/---
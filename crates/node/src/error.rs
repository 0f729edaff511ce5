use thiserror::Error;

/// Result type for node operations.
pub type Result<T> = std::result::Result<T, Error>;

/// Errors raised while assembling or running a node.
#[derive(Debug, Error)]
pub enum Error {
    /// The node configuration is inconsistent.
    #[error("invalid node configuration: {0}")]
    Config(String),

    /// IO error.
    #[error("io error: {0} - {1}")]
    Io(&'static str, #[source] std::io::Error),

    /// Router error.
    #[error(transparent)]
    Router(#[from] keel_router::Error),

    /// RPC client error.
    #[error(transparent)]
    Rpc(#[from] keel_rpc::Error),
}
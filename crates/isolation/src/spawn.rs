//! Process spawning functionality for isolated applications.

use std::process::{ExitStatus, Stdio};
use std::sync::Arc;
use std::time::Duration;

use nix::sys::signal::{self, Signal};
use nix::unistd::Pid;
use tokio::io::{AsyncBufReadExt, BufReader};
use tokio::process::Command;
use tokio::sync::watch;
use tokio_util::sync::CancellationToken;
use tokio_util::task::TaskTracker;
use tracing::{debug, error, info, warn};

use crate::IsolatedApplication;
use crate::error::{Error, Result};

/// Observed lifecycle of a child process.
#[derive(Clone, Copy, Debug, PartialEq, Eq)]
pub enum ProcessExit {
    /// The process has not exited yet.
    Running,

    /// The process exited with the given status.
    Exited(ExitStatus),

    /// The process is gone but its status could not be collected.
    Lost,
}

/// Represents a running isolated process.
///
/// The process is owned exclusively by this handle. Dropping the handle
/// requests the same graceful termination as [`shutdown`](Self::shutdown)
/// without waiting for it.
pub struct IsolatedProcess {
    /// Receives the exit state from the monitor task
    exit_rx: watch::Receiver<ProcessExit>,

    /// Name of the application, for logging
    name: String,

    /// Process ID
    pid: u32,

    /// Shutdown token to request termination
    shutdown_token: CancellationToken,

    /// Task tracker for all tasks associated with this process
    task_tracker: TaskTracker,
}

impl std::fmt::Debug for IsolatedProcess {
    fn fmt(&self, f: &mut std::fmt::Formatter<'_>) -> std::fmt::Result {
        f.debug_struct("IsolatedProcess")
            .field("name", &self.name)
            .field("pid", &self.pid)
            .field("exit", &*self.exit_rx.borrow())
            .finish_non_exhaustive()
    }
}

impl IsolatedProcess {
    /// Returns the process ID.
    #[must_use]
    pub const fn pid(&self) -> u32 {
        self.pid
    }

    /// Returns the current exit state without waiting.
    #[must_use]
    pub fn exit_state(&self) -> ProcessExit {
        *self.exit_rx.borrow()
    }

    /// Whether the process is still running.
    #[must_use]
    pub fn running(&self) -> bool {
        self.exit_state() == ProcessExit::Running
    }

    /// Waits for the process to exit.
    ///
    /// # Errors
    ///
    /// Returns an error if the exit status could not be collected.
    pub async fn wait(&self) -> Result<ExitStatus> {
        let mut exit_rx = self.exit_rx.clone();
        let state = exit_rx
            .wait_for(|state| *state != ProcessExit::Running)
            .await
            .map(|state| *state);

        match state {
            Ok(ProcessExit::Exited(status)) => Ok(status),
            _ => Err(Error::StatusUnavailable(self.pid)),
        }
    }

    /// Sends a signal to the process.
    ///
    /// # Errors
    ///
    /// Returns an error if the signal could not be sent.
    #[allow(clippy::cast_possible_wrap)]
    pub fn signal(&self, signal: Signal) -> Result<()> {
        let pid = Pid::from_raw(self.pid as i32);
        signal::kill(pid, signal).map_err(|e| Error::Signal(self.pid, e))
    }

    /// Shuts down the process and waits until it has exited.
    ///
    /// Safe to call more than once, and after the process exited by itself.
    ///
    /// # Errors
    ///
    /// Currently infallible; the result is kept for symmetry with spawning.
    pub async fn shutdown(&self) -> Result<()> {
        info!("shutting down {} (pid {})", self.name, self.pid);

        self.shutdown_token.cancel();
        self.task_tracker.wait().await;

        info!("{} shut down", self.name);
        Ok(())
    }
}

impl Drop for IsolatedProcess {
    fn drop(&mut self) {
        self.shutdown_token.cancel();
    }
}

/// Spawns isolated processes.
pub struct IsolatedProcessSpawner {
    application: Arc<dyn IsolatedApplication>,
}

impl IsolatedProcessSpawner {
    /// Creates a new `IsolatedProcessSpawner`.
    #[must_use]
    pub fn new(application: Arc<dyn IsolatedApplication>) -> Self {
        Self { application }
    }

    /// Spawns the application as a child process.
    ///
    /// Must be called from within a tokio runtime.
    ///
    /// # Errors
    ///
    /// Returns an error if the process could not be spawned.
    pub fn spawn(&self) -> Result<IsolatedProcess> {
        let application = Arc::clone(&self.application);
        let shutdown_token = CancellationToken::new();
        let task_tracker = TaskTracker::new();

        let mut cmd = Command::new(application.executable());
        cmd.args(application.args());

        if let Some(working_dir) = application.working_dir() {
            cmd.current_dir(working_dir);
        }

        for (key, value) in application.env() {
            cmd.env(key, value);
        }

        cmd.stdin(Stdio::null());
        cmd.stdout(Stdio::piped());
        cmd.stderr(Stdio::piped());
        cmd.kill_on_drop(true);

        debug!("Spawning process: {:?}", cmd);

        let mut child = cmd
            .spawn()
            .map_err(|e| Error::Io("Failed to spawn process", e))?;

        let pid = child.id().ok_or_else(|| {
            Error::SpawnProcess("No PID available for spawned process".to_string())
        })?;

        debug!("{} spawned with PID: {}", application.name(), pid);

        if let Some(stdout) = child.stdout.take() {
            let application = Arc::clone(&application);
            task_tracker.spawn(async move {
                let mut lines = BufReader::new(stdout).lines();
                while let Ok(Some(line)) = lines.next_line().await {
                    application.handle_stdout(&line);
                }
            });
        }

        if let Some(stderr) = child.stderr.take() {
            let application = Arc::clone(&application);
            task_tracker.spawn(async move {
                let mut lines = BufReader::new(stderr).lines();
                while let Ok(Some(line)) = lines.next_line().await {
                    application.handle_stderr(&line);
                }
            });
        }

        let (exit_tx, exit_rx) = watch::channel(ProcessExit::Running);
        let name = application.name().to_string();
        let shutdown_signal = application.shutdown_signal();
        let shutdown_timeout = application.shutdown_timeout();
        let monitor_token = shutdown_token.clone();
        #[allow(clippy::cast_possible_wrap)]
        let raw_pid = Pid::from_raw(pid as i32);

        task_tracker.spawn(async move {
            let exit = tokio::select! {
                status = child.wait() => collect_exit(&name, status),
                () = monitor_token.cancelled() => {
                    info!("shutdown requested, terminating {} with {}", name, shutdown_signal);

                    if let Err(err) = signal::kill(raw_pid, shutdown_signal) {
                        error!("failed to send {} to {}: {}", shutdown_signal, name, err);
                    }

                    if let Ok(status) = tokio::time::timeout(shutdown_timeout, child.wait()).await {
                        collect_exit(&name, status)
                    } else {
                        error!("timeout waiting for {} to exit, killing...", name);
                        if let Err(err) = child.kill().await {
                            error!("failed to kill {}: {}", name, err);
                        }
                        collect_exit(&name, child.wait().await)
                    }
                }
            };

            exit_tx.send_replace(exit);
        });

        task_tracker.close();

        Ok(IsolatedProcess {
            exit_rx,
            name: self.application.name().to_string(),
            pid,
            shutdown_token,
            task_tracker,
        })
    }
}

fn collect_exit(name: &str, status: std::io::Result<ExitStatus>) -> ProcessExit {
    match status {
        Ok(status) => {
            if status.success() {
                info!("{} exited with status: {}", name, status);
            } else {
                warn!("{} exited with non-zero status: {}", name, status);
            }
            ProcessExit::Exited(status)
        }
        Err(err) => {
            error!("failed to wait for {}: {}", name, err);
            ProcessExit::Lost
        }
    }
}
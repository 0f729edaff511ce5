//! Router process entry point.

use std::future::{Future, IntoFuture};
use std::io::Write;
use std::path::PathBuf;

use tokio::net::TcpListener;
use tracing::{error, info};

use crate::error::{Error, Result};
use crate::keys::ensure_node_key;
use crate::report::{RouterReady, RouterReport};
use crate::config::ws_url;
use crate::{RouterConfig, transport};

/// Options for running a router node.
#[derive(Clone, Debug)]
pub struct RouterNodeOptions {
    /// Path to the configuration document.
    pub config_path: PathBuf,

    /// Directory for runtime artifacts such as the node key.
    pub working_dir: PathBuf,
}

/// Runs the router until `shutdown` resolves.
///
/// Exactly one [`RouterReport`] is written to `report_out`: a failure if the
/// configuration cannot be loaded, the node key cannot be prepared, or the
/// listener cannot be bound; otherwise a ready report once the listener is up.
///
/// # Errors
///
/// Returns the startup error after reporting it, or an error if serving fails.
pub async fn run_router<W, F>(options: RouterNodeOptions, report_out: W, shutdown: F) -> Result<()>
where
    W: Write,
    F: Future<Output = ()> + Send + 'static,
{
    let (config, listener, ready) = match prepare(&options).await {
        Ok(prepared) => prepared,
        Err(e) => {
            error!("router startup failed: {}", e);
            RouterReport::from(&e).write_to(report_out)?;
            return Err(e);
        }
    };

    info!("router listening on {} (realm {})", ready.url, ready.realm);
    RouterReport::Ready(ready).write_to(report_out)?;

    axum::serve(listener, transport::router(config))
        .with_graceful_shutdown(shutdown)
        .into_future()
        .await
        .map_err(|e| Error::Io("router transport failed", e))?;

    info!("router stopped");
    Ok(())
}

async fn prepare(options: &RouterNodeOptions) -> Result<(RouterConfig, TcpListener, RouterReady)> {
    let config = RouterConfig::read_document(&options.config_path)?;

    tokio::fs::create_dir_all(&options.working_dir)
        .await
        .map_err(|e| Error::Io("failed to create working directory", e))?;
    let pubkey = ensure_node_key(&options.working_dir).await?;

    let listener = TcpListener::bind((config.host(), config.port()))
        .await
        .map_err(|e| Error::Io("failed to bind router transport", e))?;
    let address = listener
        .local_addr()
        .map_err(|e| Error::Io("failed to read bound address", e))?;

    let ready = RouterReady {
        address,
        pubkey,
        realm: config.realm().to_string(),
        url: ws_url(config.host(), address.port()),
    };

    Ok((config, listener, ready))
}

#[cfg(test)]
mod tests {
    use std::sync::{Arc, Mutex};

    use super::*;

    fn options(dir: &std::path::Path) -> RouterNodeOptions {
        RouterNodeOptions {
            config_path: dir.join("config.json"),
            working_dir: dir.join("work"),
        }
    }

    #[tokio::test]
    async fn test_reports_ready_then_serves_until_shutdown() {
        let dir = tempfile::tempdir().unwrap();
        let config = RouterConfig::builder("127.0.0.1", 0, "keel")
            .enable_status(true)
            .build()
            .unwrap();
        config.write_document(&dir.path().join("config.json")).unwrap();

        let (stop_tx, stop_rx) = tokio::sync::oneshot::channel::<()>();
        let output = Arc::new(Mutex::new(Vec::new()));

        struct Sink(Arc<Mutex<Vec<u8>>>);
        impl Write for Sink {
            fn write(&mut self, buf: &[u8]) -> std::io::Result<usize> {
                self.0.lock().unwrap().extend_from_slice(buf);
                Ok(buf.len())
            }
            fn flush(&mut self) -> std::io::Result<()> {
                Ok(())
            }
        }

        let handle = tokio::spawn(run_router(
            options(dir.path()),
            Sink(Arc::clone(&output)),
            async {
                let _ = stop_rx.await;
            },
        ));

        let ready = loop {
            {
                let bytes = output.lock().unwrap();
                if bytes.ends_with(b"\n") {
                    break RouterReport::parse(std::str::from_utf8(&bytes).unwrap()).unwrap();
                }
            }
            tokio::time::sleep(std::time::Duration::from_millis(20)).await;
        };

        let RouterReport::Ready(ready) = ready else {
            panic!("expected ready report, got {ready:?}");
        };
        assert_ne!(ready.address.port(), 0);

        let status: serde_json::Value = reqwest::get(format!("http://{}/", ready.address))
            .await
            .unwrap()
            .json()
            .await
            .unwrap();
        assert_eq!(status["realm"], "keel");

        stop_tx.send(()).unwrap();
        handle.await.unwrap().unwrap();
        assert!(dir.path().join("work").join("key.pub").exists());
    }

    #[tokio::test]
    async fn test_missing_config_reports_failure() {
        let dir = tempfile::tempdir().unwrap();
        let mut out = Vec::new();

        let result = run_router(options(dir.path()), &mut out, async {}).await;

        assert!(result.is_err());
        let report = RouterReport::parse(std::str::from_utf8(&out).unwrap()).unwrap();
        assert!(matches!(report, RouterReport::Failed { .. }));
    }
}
\---
(WHAT YOU WILL DO)
For this exercise, please copy exactly the lines from the one holding "let RouterReport::Ready(ready) = ready" through the end of the records, the first and last included.

(RESPONSE)
        let RouterReport::Ready(ready) = ready else {
            panic!("expected ready report, got {ready:?}");
        };
        assert_ne!(ready.address.port(), 0);

        let status: serde_json::Value = reqwest::get(format!("http://{}/", ready.address))
            .await
            .unwrap()
            .json()
            .await
            .unwrap();
        assert_eq!(status["realm"], "keel");

        stop_tx.send(()).unwrap();
        handle.await.unwrap().unwrap();
        assert!(dir.path().join("work").join("key.pub").exists());
    }

    #[tokio::test]
    async fn test_missing_config_reports_failure() {
        let dir = tempfile::tempdir().unwrap();
        let mut out = Vec::new();

        let result = run_router(options(dir.path()), &mut out, async {}).await;

        assert!(result.is_err());
        let report = RouterReport::parse(std::str::from_utf8(&out).unwrap()).unwrap();
        assert!(matches!(report, RouterReport::Failed { .. }));
    }
}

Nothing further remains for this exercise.